**Problem description:** For the records below, the count of lines that hold "removed" is required; give only that number.

START Available data

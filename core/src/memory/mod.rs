use serde_json::Value;
use std::collections::HashMap;
use std::sync::{Mutex, MutexGuard, PoisonError};

/// Key under which a finished run stores its final answer.
pub const LAST_ANSWER_KEY: &str = "last_answer";

#[derive(Debug, Default)]
struct Entries {
    order: Vec<String>,
    values: HashMap<String, Value>,
}

impl Entries {
    fn upsert(&mut self, key: &str, value: Value) {
        if self.values.insert(key.to_string(), value).is_none() {
            self.order.push(key.to_string());
        }
    }
}

/// Process-scoped key/value store, shared between runs through an `Arc`.
///
/// Each call is atomic on its own. Nothing coordinates sequences of calls,
/// so concurrent writers to one key are last-write-wins. Callers that need
/// isolation use separate instances.
#[derive(Debug, Default)]
pub struct Memory {
    entries: Mutex<Entries>,
}

impl Memory {
    pub fn new() -> Self {
        Self::default()
    }

    fn lock(&self) -> MutexGuard<'_, Entries> {
        self.entries.lock().unwrap_or_else(PoisonError::into_inner)
    }

    pub fn get(&self, key: &str) -> Option<Value> {
        self.lock().values.get(key).cloned()
    }

    pub fn set(&self, key: &str, value: impl Into<Value>) {
        self.lock().upsert(key, value.into());
    }

    /// Appends to the list stored under `key`. An absent key starts an empty
    /// list; a scalar already stored becomes the first element.
    pub fn append(&self, key: &str, value: impl Into<Value>) {
        let value = value.into();
        let mut entries = self.lock();
        match entries.values.get_mut(key) {
            Some(Value::Array(items)) => items.push(value),
            Some(existing) => {
                let first = existing.take();
                *existing = Value::Array(vec![first, value]);
            }
            None => entries.upsert(key, Value::Array(vec![value])),
        }
    }

    pub fn remove(&self, key: &str) -> Option<Value> {
        let mut entries = self.lock();
        let removed = entries.values.remove(key);
        if removed.is_some() {
            entries.order.retain(|k| k != key);
        }
        removed
    }

    pub fn contains(&self, key: &str) -> bool {
        self.lock().values.contains_key(key)
    }

    /// Keys in first-insertion order.
    pub fn keys(&self) -> Vec<String> {
        self.lock().order.clone()
    }

    pub fn len(&self) -> usize {
        self.lock().order.len()
    }

    pub fn is_empty(&self) -> bool {
        self.lock().order.is_empty()
    }

    pub fn clear(&self) {
        let mut entries = self.lock();
        entries.order.clear();
        entries.values.clear();
    }
}
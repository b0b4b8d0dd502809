pub mod llm;
pub mod tool;

pub use llm::{AsyncLlm, Llm, LlmHandle};
pub use tool::{AsyncFnTool, AsyncTool, FnTool, Tool, ToolSpec, stringify_value};
use async_trait::async_trait;
use serde::{Deserialize, Serialize};
use serde_json::Value;
use std::future::Future;

#[derive(Debug, Clone, PartialEq, Eq, Serialize, Deserialize)]
pub struct ToolSpec {
    pub name: String,
    pub description: String,
    pub is_async: bool,
}

/// A tool whose handler runs to completion on the caller's thread.
pub trait Tool: Send + Sync {
    fn name(&self) -> &str;

    fn description(&self) -> &str;

    fn call(&self, input: &str) -> anyhow::Result<Value>;

    fn spec(&self) -> ToolSpec {
        ToolSpec {
            name: self.name().to_string(),
            description: self.description().to_string(),
            is_async: false,
        }
    }
}

/// A tool whose handler suspends. Only reachable from `run_async`.
#[async_trait]
pub trait AsyncTool: Send + Sync {
    fn name(&self) -> &str;

    fn description(&self) -> &str;

    async fn call(&self, input: &str) -> anyhow::Result<Value>;

    fn spec(&self) -> ToolSpec {
        ToolSpec {
            name: self.name().to_string(),
            description: self.description().to_string(),
            is_async: true,
        }
    }
}

pub struct FnTool<F> {
    name: String,
    description: String,
    handler: F,
}

impl<F> FnTool<F>
where
    F: Fn(&str) -> anyhow::Result<Value> + Send + Sync,
{
    pub fn new(name: impl Into<String>, description: impl Into<String>, handler: F) -> Self {
        Self {
            name: name.into(),
            description: description.into(),
            handler,
        }
    }
}

impl<F> Tool for FnTool<F>
where
    F: Fn(&str) -> anyhow::Result<Value> + Send + Sync,
{
    fn name(&self) -> &str {
        &self.name
    }

    fn description(&self) -> &str {
        &self.description
    }

    fn call(&self, input: &str) -> anyhow::Result<Value> {
        (self.handler)(input)
    }
}

pub struct AsyncFnTool<F> {
    name: String,
    description: String,
    handler: F,
}

impl<F, Fut> AsyncFnTool<F>
where
    F: Fn(String) -> Fut + Send + Sync,
    Fut: Future<Output = anyhow::Result<Value>> + Send,
{
    pub fn new(name: impl Into<String>, description: impl Into<String>, handler: F) -> Self {
        Self {
            name: name.into(),
            description: description.into(),
            handler,
        }
    }
}

#[async_trait]
impl<F, Fut> AsyncTool for AsyncFnTool<F>
where
    F: Fn(String) -> Fut + Send + Sync,
    Fut: Future<Output = anyhow::Result<Value>> + Send + 'static,
{
    fn name(&self) -> &str {
        &self.name
    }

    fn description(&self) -> &str {
        &self.description
    }

    async fn call(&self, input: &str) -> anyhow::Result<Value> {
        (self.handler)(input.to_string()).await
    }
}

/// Renders a tool result as observation text. Strings are emitted bare,
/// `null` as nothing, everything else as compact JSON.
pub fn stringify_value(value: &Value) -> String {
    match value {
        Value::Null => String::new(),
        Value::String(s) => s.clone(),
        other => other.to_string(),
    }
}

#[cfg(test)]
mod tests {
    use super::*;
    use serde_json::json;

    #[test]
    fn stringify_renders_strings_bare() {
        assert_eq!(stringify_value(&json!("hello")), "hello");
        assert_eq!(stringify_value(&Value::Null), "");
        assert_eq!(stringify_value(&json!(445)), "445");
        assert_eq!(stringify_value(&json!({"a": [1, 2]})), r#"{"a":[1,2]}"#);
    }

    #[test]
    fn fn_tool_reports_sync_spec() {
        let tool = FnTool::new("echo", "Echo input", |input: &str| Ok(json!(input)));
        assert_eq!(tool.call("hi").unwrap(), json!("hi"));
        let spec = tool.spec();
        assert_eq!(spec.name, "echo");
        assert!(!spec.is_async);
    }
}
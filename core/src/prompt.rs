use crate::error::{AgentError, Result};
use std::collections::HashMap;

#[derive(Debug, Clone, PartialEq, Eq)]
enum Segment {
    Text(String),
    Var(String),
}

/// A string template with `{name}` placeholders. `{{` and `}}` produce
/// literal braces.
#[derive(Debug, Clone, PartialEq, Eq)]
pub struct PromptTemplate {
    template: String,
    segments: Vec<Segment>,
}

impl PromptTemplate {
    pub fn new(template: impl Into<String>) -> Result<Self> {
        let template = template.into();
        let segments = compile(&template)?;
        Ok(Self { template, segments })
    }

    pub fn template(&self) -> &str {
        &self.template
    }

    /// Placeholder names in order of first appearance.
    pub fn variables(&self) -> Vec<&str> {
        let mut names: Vec<&str> = Vec::new();
        for segment in &self.segments {
            if let Segment::Var(name) = segment
                && !names.contains(&name.as_str())
            {
                names.push(name);
            }
        }
        names
    }

    pub fn format(&self, vars: &HashMap<&str, String>) -> Result<String> {
        let mut out = String::with_capacity(self.template.len());
        for segment in &self.segments {
            match segment {
                Segment::Text(text) => out.push_str(text),
                Segment::Var(name) => {
                    let value = vars.get(name.as_str()).ok_or_else(|| {
                        AgentError::Template(format!("missing variable '{}'", name))
                    })?;
                    out.push_str(value);
                }
            }
        }
        Ok(out)
    }
}

fn compile(template: &str) -> Result<Vec<Segment>> {
    let mut segments = Vec::new();
    let mut text = String::new();
    let mut chars = template.chars().peekable();

    while let Some(c) = chars.next() {
        match c {
            '{' if chars.peek() == Some(&'{') => {
                chars.next();
                text.push('{');
            }
            '}' if chars.peek() == Some(&'}') => {
                chars.next();
                text.push('}');
            }
            '{' => {
                let mut name = String::new();
                loop {
                    match chars.next() {
                        Some('}') => break,
                        Some('{') | None => {
                            return Err(AgentError::Template(format!(
                                "unclosed placeholder '{{{}'",
                                name
                            )));
                        }
                        Some(c) => name.push(c),
                    }
                }
                let name = name.trim().to_string();
                if name.is_empty() {
                    return Err(AgentError::Template("empty placeholder '{}'".to_string()));
                }
                if !text.is_empty() {
                    segments.push(Segment::Text(std::mem::take(&mut text)));
                }
                segments.push(Segment::Var(name));
            }
            '}' => {
                return Err(AgentError::Template(
                    "single '}' outside a placeholder".to_string(),
                ));
            }
            c => text.push(c),
        }
    }

    if !text.is_empty() {
        segments.push(Segment::Text(text));
    }
    Ok(segments)
}
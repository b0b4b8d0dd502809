use async_trait::async_trait;
use std::future::Future;
use std::sync::Arc;

/// A blocking LLM callable: prompt in, raw completion text out.
pub trait Llm: Send + Sync {
    fn complete(&self, prompt: &str) -> anyhow::Result<String>;
}

impl<F> Llm for F
where
    F: Fn(&str) -> anyhow::Result<String> + Send + Sync,
{
    fn complete(&self, prompt: &str) -> anyhow::Result<String> {
        self(prompt)
    }
}

/// A suspending LLM callable.
#[async_trait]
pub trait AsyncLlm: Send + Sync {
    async fn complete(&self, prompt: &str) -> anyhow::Result<String>;
}

/// Adapts a closure returning a future into an [`AsyncLlm`].
pub struct AsyncFnLlm<F> {
    f: F,
}

#[async_trait]
impl<F, Fut> AsyncLlm for AsyncFnLlm<F>
where
    F: Fn(String) -> Fut + Send + Sync,
    Fut: Future<Output = anyhow::Result<String>> + Send + 'static,
{
    async fn complete(&self, prompt: &str) -> anyhow::Result<String> {
        (self.f)(prompt.to_string()).await
    }
}

/// The LLM an agent or chain drives, tagged with its calling convention.
///
/// The tag is checked before the first call: a synchronous run refuses an
/// `Async` handle up front instead of blocking on it.
#[derive(Clone)]
pub enum LlmHandle {
    Sync(Arc<dyn Llm>),
    Async(Arc<dyn AsyncLlm>),
}

impl LlmHandle {
    pub fn sync(llm: impl Llm + 'static) -> Self {
        Self::Sync(Arc::new(llm))
    }

    pub fn from_async(llm: impl AsyncLlm + 'static) -> Self {
        Self::Async(Arc::new(llm))
    }

    pub fn from_fn<F>(f: F) -> Self
    where
        F: Fn(&str) -> anyhow::Result<String> + Send + Sync + 'static,
    {
        Self::Sync(Arc::new(f))
    }

    pub fn from_async_fn<F, Fut>(f: F) -> Self
    where
        F: Fn(String) -> Fut + Send + Sync + 'static,
        Fut: Future<Output = anyhow::Result<String>> + Send + 'static,
    {
        Self::Async(Arc::new(AsyncFnLlm { f }))
    }

    pub fn is_async(&self) -> bool {
        matches!(self, Self::Async(_))
    }

    /// Completes on whichever convention the handle carries.
    pub async fn complete(&self, prompt: &str) -> anyhow::Result<String> {
        match self {
            Self::Sync(llm) => llm.complete(prompt),
            Self::Async(llm) => llm.complete(prompt).await,
        }
    }
}

impl std::fmt::Debug for LlmHandle {
    fn fmt(&self, f: &mut std::fmt::Formatter<'_>) -> std::fmt::Result {
        match self {
            Self::Sync(_) => write!(f, "LlmHandle::Sync"),
            Self::Async(_) => write!(f, "LlmHandle::Async"),
        }
    }
}
use anyhow::{Context, Result};
use console::style;
use dialoguer::{Input, Select};
use nanoagents_core::config::{Config, get_config_path};

const BANNER: &str = r"
    -------------------------------------
      nanoagents: think, act, observe
    -------------------------------------
";

const MODELS: &[&str] = &["gpt-4o-mini", "gpt-4o", "gpt-5-mini", "gpt-5"];

fn print_step(step: usize, total: usize, title: &str) {
    println!();
    println!(
        "{}",
        style(format!("[{}/{}] {}", step, total, title))
            .cyan()
            .bold()
    );
    println!();
}

fn setup_api_key() -> Result<String> {
    let api_key: String = Input::new()
        .with_prompt("Enter your API key")
        .interact_text()
        .context("Failed to read API key")?;

    if api_key.trim().is_empty() {
        return Err(anyhow::anyhow!("API key cannot be empty"));
    }

    Ok(api_key.trim().to_string())
}

fn setup_base_url(default: &str) -> Result<String> {
    Input::new()
        .with_prompt("API base URL (any OpenAI-compatible endpoint)")
        .default(default.to_string())
        .interact_text()
        .context("Failed to read base URL")
}

fn setup_model() -> Result<String> {
    let selection = Select::new()
        .with_prompt("Select your model")
        .items(MODELS)
        .default(0)
        .interact()
        .context("Failed to select model")?;

    Ok(MODELS[selection].to_string())
}

pub fn run_init() -> Result<Config> {
    println!("{}", style(BANNER).cyan().bold());
    println!(
        "  {}",
        style("This wizard writes the configuration used by `nanoagents run`.").dim()
    );

    let defaults = Config::default();

    print_step(1, 3, "API Key Setup");
    let api_key = setup_api_key()?;

    print_step(2, 3, "Endpoint");
    let base_url = setup_base_url(&defaults.base_url)?;

    print_step(3, 3, "Model Selection");
    let model = setup_model()?;

    let config = Config {
        api_key,
        base_url,
        model,
        ..defaults
    };

    println!();
    println!("  {} Configuration complete!", style("✓").green().bold());
    println!(
        "  {} Config saved to {}",
        style("→").green(),
        style(get_config_path().display()).cyan()
    );
    println!(
        "  {} You can now run: {}",
        style("→").green(),
        style("nanoagents run --task \"What time is it?\"").cyan().bold()
    );
    println!();

    Ok(config)
}
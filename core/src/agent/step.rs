use crate::agent::parser::Decision;
use serde::Serialize;
use std::fmt::Write;

/// Why a dispatched tool produced no observation.
#[derive(Debug, Clone, PartialEq, Eq, Serialize)]
pub struct StepError {
    pub tool: String,
    pub message: String,
}

impl std::fmt::Display for StepError {
    fn fmt(&self, f: &mut std::fmt::Formatter<'_>) -> std::fmt::Result {
        write!(f, "tool '{}' failed: {}", self.tool, self.message)
    }
}

/// One loop iteration. Fields are fixed at construction.
#[derive(Debug, Clone, PartialEq, Eq, Serialize)]
pub struct Step {
    index: usize,
    decision: Decision,
    observation: Option<String>,
    error: Option<StepError>,
}

impl Step {
    /// The terminal step of a finished run.
    pub fn answered(index: usize, decision: Decision) -> Self {
        Self {
            index,
            decision,
            observation: None,
            error: None,
        }
    }

    pub fn observed(index: usize, decision: Decision, observation: impl Into<String>) -> Self {
        Self {
            index,
            decision,
            observation: Some(observation.into()),
            error: None,
        }
    }

    pub fn failed(index: usize, decision: Decision, error: StepError) -> Self {
        Self {
            index,
            decision,
            observation: None,
            error: Some(error),
        }
    }

    pub fn index(&self) -> usize {
        self.index
    }

    pub fn decision(&self) -> &Decision {
        &self.decision
    }

    pub fn observation(&self) -> Option<&str> {
        self.observation.as_deref()
    }

    pub fn error(&self) -> Option<&StepError> {
        self.error.as_ref()
    }

    /// Transcript block fed back to the model in the next prompt.
    pub fn render(&self) -> String {
        let mut out = String::new();
        let _ = writeln!(out, "Step {}:", self.index + 1);

        if !self.decision.thought.is_empty() {
            let _ = writeln!(out, "Thought: {}", self.decision.thought);
        }
        if self.decision.has_action() {
            let _ = writeln!(out, "Action: {}", self.decision.action);
            let _ = writeln!(out, "Action Input: {}", self.decision.action_input);
        }
        if self.decision.has_final_answer() {
            let _ = writeln!(out, "Final Answer: {}", self.decision.final_answer);
        }

        match (&self.observation, &self.error) {
            (_, Some(error)) => {
                let _ = writeln!(out, "Observation: Error: {}", error);
            }
            (Some(observation), None) if observation.is_empty() => {
                let _ = writeln!(
                    out,
                    "Observation: (nothing happened; reply with exactly one of \"action\" or \"final_answer\")"
                );
            }
            (Some(observation), None) => {
                let _ = writeln!(out, "Observation: {}", observation);
            }
            (None, None) => {}
        }

        out
    }
}

#[derive(Debug, Clone, Copy, PartialEq, Eq, Serialize)]
#[serde(rename_all = "snake_case")]
pub enum RunStatus {
    Running,
    Finished,
    Exhausted,
}

/// What a run handed back: the answer text, how it ended and every step.
#[derive(Debug, Clone, Serialize)]
pub struct RunOutcome {
    pub answer: String,
    pub status: RunStatus,
    pub steps: Vec<Step>,
}
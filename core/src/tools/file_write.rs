use crate::tools::{extract_string_arg, parse_object_input, resolve_path};
use crate::traits::Tool;
use anyhow::Context;
use serde_json::Value;

pub struct FileWriteTool {
    workspace: std::path::PathBuf,
}

impl FileWriteTool {
    pub fn new(workspace: impl AsRef<std::path::Path>) -> Self {
        Self {
            workspace: workspace.as_ref().to_path_buf(),
        }
    }
}

impl Tool for FileWriteTool {
    fn name(&self) -> &str {
        "write_file"
    }

    fn description(&self) -> &str {
        "Write content to a file, creating parent directories. Input: {\"path\": \"...\", \"content\": \"...\"}"
    }

    fn call(&self, input: &str) -> anyhow::Result<Value> {
        let args = parse_object_input(input).ok_or_else(|| {
            anyhow::anyhow!("Expected a JSON object with 'path' and 'content'")
        })?;
        let path = extract_string_arg(&args, "path")?;
        let content = extract_string_arg(&args, "content")?;

        let full_path = resolve_path(&self.workspace, &path);
        if let Some(parent) = full_path.parent() {
            std::fs::create_dir_all(parent)
                .with_context(|| format!("Failed to create {}", parent.display()))?;
        }

        std::fs::write(&full_path, &content)
            .with_context(|| format!("Failed to write file {}", full_path.display()))?;

        Ok(Value::String(format!(
            "Wrote {} bytes to {}",
            content.len(),
            path
        )))
    }
}
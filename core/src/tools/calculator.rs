use crate::traits::Tool;
use anyhow::{Result, anyhow, bail};
use serde_json::{Number, Value};

/// Largest integer an f64 holds exactly.
const MAX_EXACT_INT: f64 = 9_007_199_254_740_992.0;

pub struct CalculatorTool;

impl Tool for CalculatorTool {
    fn name(&self) -> &str {
        "calculator"
    }

    fn description(&self) -> &str {
        "Evaluate an arithmetic expression using + - * / % and parentheses, e.g. \"15 * 23 + 100\""
    }

    fn call(&self, input: &str) -> Result<Value> {
        let result = evaluate(input)?;
        to_json_number(result)
    }
}

fn to_json_number(value: f64) -> Result<Value> {
    if value.fract() == 0.0 && value.abs() < MAX_EXACT_INT {
        return Ok(Value::from(value as i64));
    }
    Number::from_f64(value)
        .map(Value::Number)
        .ok_or_else(|| anyhow!("Result is not a finite number"))
}

pub fn evaluate(expression: &str) -> Result<f64> {
    let mut parser = Parser {
        chars: expression.chars().collect(),
        pos: 0,
    };

    if parser.peek().is_none() {
        bail!("Empty expression");
    }

    let value = parser.expression()?;
    if let Some(c) = parser.peek() {
        bail!("Unexpected character '{}' at position {}", c, parser.pos);
    }
    Ok(value)
}

struct Parser {
    chars: Vec<char>,
    pos: usize,
}

impl Parser {
    /// Next significant character; skips whitespace.
    fn peek(&mut self) -> Option<char> {
        while self.chars.get(self.pos).is_some_and(|c| c.is_whitespace()) {
            self.pos += 1;
        }
        self.chars.get(self.pos).copied()
    }

    fn bump(&mut self) -> Option<char> {
        let c = self.peek();
        self.pos += 1;
        c
    }

    // expression := term (('+' | '-') term)*
    fn expression(&mut self) -> Result<f64> {
        let mut value = self.term()?;
        while let Some(op @ ('+' | '-')) = self.peek() {
            self.pos += 1;
            let rhs = self.term()?;
            value = if op == '+' { value + rhs } else { value - rhs };
        }
        Ok(value)
    }

    // term := factor (('*' | '/' | '%') factor)*
    fn term(&mut self) -> Result<f64> {
        let mut value = self.factor()?;
        while let Some(op @ ('*' | '/' | '%')) = self.peek() {
            self.pos += 1;
            let rhs = self.factor()?;
            value = match op {
                '*' => value * rhs,
                _ if rhs == 0.0 => bail!("Division by zero"),
                '/' => value / rhs,
                _ => value % rhs,
            };
        }
        Ok(value)
    }

    // factor := ('-' | '+') factor | '(' expression ')' | number
    fn factor(&mut self) -> Result<f64> {
        match self.peek() {
            Some('-') => {
                self.pos += 1;
                Ok(-self.factor()?)
            }
            Some('+') => {
                self.pos += 1;
                self.factor()
            }
            Some('(') => {
                self.pos += 1;
                let value = self.expression()?;
                match self.bump() {
                    Some(')') => Ok(value),
                    _ => bail!("Missing closing parenthesis"),
                }
            }
            Some(c) if c.is_ascii_digit() || c == '.' => self.number(),
            Some(c) => bail!("Unexpected character '{}' at position {}", c, self.pos),
            None => bail!("Unexpected end of expression"),
        }
    }

    fn number(&mut self) -> Result<f64> {
        let start = self.pos;
        while matches!(self.chars.get(self.pos), Some(c) if c.is_ascii_digit() || *c == '.') {
            self.pos += 1;
        }
        let literal: String = self.chars[start..self.pos].iter().collect();
        literal
            .parse::<f64>()
            .map_err(|_| anyhow!("Invalid number '{}'", literal))
    }
}
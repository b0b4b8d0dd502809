use tracing_subscriber::{EnvFilter, layer::SubscriberExt, util::SubscriberInitExt};

/// Installs the global tracing subscriber. `RUST_LOG` takes precedence over
/// `level`. Returns false if a subscriber was already installed.
pub fn setup_logger(level: &str) -> bool {
    let filter = EnvFilter::try_from_default_env().unwrap_or_else(|_| EnvFilter::new(level));

    tracing_subscriber::registry()
        .with(filter)
        .with(tracing_subscriber::fmt::layer().with_target(true))
        .try_init()
        .is_ok()
}
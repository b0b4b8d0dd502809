use crate::tools::{extract_path_arg, resolve_path};
use crate::traits::Tool;
use anyhow::Context;
use serde_json::Value;
use walkdir::WalkDir;

pub struct ListDirTool {
    workspace: std::path::PathBuf,
}

impl ListDirTool {
    pub fn new(workspace: impl AsRef<std::path::Path>) -> Self {
        Self {
            workspace: workspace.as_ref().to_path_buf(),
        }
    }
}

impl Tool for ListDirTool {
    fn name(&self) -> &str {
        "list_directory"
    }

    fn description(&self) -> &str {
        "List the entries of a directory, one per line, directories ending in '/'. Input: a path, empty for the workspace root"
    }

    fn call(&self, input: &str) -> anyhow::Result<Value> {
        let path = extract_path_arg(input)?;
        let dir = resolve_path(&self.workspace, &path);

        let mut entries = Vec::new();
        for entry in WalkDir::new(&dir).min_depth(1).max_depth(1) {
            let entry = entry.with_context(|| format!("Failed to list {}", dir.display()))?;
            let name = entry.file_name().to_string_lossy().to_string();
            if entry.file_type().is_dir() {
                entries.push(format!("{name}/"));
            } else {
                entries.push(name);
            }
        }
        entries.sort();

        if entries.is_empty() {
            return Ok(Value::String("(empty directory)".to_string()));
        }
        Ok(Value::String(entries.join("\n")))
    }
}
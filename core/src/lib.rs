pub mod agent;
pub mod chain;
pub mod config;
pub mod error;
pub mod logging;
pub mod memory;
pub mod prompt;
pub mod tools;
pub mod traits;

pub use agent::{
    Agent, AgentConfig, ConflictPolicy, ContextBuilder, Decision, RunOutcome, RunStatus, Step,
    StepError, ToolRegistry,
};
pub use chain::{Chain, LlmChain};
pub use error::{AgentError, Result};
pub use logging::setup_logger;
pub use memory::Memory;
pub use prompt::PromptTemplate;
pub use traits::*;
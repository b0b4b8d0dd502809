pub mod context;
pub mod loop_;
pub mod parser;
pub mod registry;
pub mod step;

pub use context::ContextBuilder;
pub use loop_::{Agent, AgentConfig, ConflictPolicy, DEFAULT_EXHAUSTED_MESSAGE};
pub use parser::{Decision, parse};
pub use registry::ToolRegistry;
pub use step::{RunOutcome, RunStatus, Step, StepError};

END Available data

**Exercise result:** 3